══ MATERIAL SHOWN

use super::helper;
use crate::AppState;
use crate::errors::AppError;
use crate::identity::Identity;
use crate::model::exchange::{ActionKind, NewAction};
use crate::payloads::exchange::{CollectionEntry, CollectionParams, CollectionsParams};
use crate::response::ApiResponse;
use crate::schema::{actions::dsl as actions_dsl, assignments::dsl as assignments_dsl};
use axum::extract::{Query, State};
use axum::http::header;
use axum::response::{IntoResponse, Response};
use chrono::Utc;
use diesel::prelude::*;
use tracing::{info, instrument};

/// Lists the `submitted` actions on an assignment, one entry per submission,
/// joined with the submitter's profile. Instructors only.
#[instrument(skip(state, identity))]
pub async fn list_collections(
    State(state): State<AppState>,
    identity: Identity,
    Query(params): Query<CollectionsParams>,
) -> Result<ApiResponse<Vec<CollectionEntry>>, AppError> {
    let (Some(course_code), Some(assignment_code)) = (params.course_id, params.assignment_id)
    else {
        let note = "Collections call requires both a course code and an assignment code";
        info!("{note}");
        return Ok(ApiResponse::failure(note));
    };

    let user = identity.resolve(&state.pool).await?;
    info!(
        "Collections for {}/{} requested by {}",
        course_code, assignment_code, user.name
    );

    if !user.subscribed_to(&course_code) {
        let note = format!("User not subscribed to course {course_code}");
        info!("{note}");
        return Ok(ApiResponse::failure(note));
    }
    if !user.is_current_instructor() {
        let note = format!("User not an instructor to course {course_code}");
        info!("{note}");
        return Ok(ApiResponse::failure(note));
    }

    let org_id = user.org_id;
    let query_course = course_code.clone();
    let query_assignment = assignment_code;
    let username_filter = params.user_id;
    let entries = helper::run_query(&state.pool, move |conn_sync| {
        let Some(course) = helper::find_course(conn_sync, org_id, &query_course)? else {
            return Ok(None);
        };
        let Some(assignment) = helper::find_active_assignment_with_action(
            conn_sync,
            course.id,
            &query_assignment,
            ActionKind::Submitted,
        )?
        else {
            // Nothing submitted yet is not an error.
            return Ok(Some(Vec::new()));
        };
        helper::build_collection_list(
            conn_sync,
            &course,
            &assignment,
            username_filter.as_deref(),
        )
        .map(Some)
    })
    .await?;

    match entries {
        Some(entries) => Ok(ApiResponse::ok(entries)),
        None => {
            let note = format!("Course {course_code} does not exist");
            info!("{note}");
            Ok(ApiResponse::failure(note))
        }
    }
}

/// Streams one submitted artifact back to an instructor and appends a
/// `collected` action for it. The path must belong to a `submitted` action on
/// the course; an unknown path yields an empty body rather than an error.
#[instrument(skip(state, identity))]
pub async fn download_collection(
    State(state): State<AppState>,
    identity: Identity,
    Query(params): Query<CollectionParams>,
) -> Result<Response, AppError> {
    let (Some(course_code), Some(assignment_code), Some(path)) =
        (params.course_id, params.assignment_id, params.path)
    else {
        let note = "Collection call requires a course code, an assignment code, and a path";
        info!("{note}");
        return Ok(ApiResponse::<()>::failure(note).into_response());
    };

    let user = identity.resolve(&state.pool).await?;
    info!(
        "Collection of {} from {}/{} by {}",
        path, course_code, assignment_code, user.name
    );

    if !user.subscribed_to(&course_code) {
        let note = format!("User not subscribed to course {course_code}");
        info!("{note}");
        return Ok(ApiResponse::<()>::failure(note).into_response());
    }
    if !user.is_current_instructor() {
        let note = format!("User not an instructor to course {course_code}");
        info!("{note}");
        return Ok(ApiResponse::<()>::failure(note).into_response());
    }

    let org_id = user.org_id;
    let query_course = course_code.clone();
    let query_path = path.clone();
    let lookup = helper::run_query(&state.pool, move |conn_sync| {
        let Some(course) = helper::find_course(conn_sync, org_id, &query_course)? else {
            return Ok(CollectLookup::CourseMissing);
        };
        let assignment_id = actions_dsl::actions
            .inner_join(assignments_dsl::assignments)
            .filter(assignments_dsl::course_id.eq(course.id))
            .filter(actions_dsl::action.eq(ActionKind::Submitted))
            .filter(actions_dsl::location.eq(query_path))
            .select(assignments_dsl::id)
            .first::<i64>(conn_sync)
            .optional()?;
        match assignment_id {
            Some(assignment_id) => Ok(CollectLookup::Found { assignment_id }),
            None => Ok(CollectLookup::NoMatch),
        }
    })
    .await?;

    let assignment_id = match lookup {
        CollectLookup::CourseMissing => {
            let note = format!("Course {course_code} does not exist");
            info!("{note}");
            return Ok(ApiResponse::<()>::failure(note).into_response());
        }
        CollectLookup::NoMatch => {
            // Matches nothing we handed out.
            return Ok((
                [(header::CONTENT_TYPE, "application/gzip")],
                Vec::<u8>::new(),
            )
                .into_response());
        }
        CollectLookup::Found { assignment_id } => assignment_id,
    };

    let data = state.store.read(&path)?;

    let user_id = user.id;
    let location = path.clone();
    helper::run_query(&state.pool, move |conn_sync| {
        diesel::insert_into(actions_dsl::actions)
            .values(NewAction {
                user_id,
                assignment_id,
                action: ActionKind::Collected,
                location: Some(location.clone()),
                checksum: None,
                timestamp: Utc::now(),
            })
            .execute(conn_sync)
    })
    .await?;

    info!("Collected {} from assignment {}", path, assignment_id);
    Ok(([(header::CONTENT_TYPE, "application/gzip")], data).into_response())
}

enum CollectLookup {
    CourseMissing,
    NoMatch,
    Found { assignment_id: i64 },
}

════

- TASK OBJECTIVE -
Where a line of the material holds the word "header", copy that line.

- SOLUTION BELOW -
use axum::http::header;
                [(header::CONTENT_TYPE, "application/gzip")],
    Ok(([(header::CONTENT_TYPE, "application/gzip")], data).into_response())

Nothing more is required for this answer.